Importance of proapoptotic protein PUMA in cell radioresistance

Abstract

Protein p53 plays an essential role in the induction of apoptosis by ionizing radiation in haemopoietic cells, the damage of which is the main reason for the development of bone marrow post-irradiation syndrome. p53 activation leads to an increase in the Bcl-2 family pro-apoptotic protein PUMA level. PUMA inhibits all the five anti-apoptotic proteins (Mcl-1, Bcl-2, Bcl-XL, Bcl-W and A1) and directly triggers apoptosis mediated by pro-apoptotic proteins Bax/Bak.
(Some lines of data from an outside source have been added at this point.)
//! `squeeze-favorite`: start a hub favorite or toggle shuffle.

mod cli;

use std::process::ExitCode;

use clap::error::ErrorKind;
use clap::{CommandFactory, Parser};
use squeeze::prelude::*;
use tracing_subscriber::EnvFilter;

use crate::cli::{Cli, Plan};

const EXIT_FAILURE: u8 = 1;
const EXIT_USAGE: u8 = 2;

#[tokio::main(flavor = "current_thread")]
async fn main() -> ExitCode {
    let cli = match Cli::try_parse() {
        Ok(cli) => cli,
        Err(e) => {
            let code = match e.kind() {
                ErrorKind::DisplayHelp | ErrorKind::DisplayVersion => 0,
                _ => EXIT_USAGE,
            };
            let _ = e.print();
            return ExitCode::from(code);
        }
    };

    init_tracing(cli.verbose);

    let plan = match cli.plan() {
        Ok(plan) => plan,
        Err(e) => {
            tracing::debug!(?e, "invalid flags");
            let _ = Cli::command().print_help();
            return ExitCode::from(e.exit_code());
        }
    };

    match run(plan, cli.json).await {
        Ok(()) => ExitCode::SUCCESS,
        Err(e) => {
            eprintln!("squeeze-favorite: {e}");
            ExitCode::from(EXIT_FAILURE)
        }
    }
}

async fn run(plan: Plan, json: bool) -> Result<(), SqueezeError> {
    let outcome = SqueezeClient::builder()
        .host(&plan.server)
        .port(plan.port)
        .response_timeout(plan.timeout)
        .connect()
        .await?
        .dispatch(plan.action)
        .await?;

    if json {
        match serde_json::to_string_pretty(&outcome) {
            Ok(text) => println!("{text}"),
            Err(e) => tracing::error!(error = %e, "could not render outcome as JSON"),
        }
        return Ok(());
    }

    match outcome {
        Outcome::Listed(listing) => println!("{listing}"),
        Outcome::FavoriteStarted { player, favorite } => {
            println!("Started '{favorite}' on '{player}'");
        }
        Outcome::ShuffleToggled { player, from, to } => {
            println!("Shuffle on '{player}': {from} -> {to}");
        }
        Outcome::ShuffleUnchanged { player } => {
            println!("Player '{player}' did not report its shuffle state; left unchanged");
        }
        Outcome::Rejected { message } => println!("{message}"),
    }
    Ok(())
}

fn init_tracing(verbose: u8) {
    let default = match verbose {
        0 => "warn",
        1 => "info",
        _ => "debug",
    };
    let filter = EnvFilter::try_from_default_env().unwrap_or_else(|_| EnvFilter::new(default));
    tracing_subscriber::fmt()
        .with_env_filter(filter)
        .with_writer(std::io::stderr)
        .init();
}
//! Commands the client sends to the hub.
//!
//! Every command is one ASCII line: space-separated fields ending in
//! `\n`. [`Command`]'s `Display` impl produces exactly that line.

use std::fmt;

use crate::ShuffleMode;

/// How many entries a listing command asks for. Large enough to cover any
/// real hub in one page.
pub const LISTING_LIMIT: u32 = 9999;

/// A command line sent to the hub.
///
/// Player and favorite ids are sent exactly as the hub listed them.
#[derive(Debug, Clone, PartialEq, Eq)]
pub enum Command {
    /// `players 0 9999`: list every connected player.
    Players,

    /// `favorites items 0 9999`: list every saved favorite.
    Favorites,

    /// Start a favorite on a player. Fire-and-forget.
    PlayFavorite {
        player_id: String,
        favorite_id: String,
    },

    /// Ask a player for its current shuffle mode.
    QueryShuffle { player_id: String },

    /// Set a player's shuffle mode. Fire-and-forget.
    SetShuffle {
        player_id: String,
        mode: ShuffleMode,
    },
}

impl Command {
    /// Renders the command as a newline-terminated wire line.
    pub fn to_line(&self) -> String {
        self.to_string()
    }
}

impl fmt::Display for Command {
    fn fmt(&self, f: &mut fmt::Formatter<'_>) -> fmt::Result {
        match self {
            Command::Players => writeln!(f, "players 0 {LISTING_LIMIT}"),
            Command::Favorites => writeln!(f, "favorites items 0 {LISTING_LIMIT}"),
            Command::PlayFavorite {
                player_id,
                favorite_id,
            } => writeln!(f, "{player_id} favorites playlist play item_id:{favorite_id}"),
            Command::QueryShuffle { player_id } => {
                writeln!(f, "{player_id} playlist shuffle ?")
            }
            Command::SetShuffle { player_id, mode } => {
                writeln!(f, "{player_id} playlist shuffle {}", mode.as_state())
            }
        }
    }
}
In proliferating cells, knockout of p53 inhibits apoptosis on the one hand, but on the other disables the cellular division arrest moderated by p21Cip1/Waf1. The radioprotective effect of p53 inhibitor pifithrin was obvious at radiation doses causing the bone marrow syndrome. Knockout of PUMA also exerts its radioprotective effect through blocking the apoptosis induction, but the arrest of cells in the cell cycle through p21 induction is not abolished. PUMA -/- mice are radioresistant in terms of the development of post-irradiation syndrome after all radiation doses. Small molecules are being searched for that could prevent binding of PUMA with Bcl-2 family anti-apoptotic proteins. This would result in apoptosis inhibition and radioprotective or mitigating effects of these inhibitors.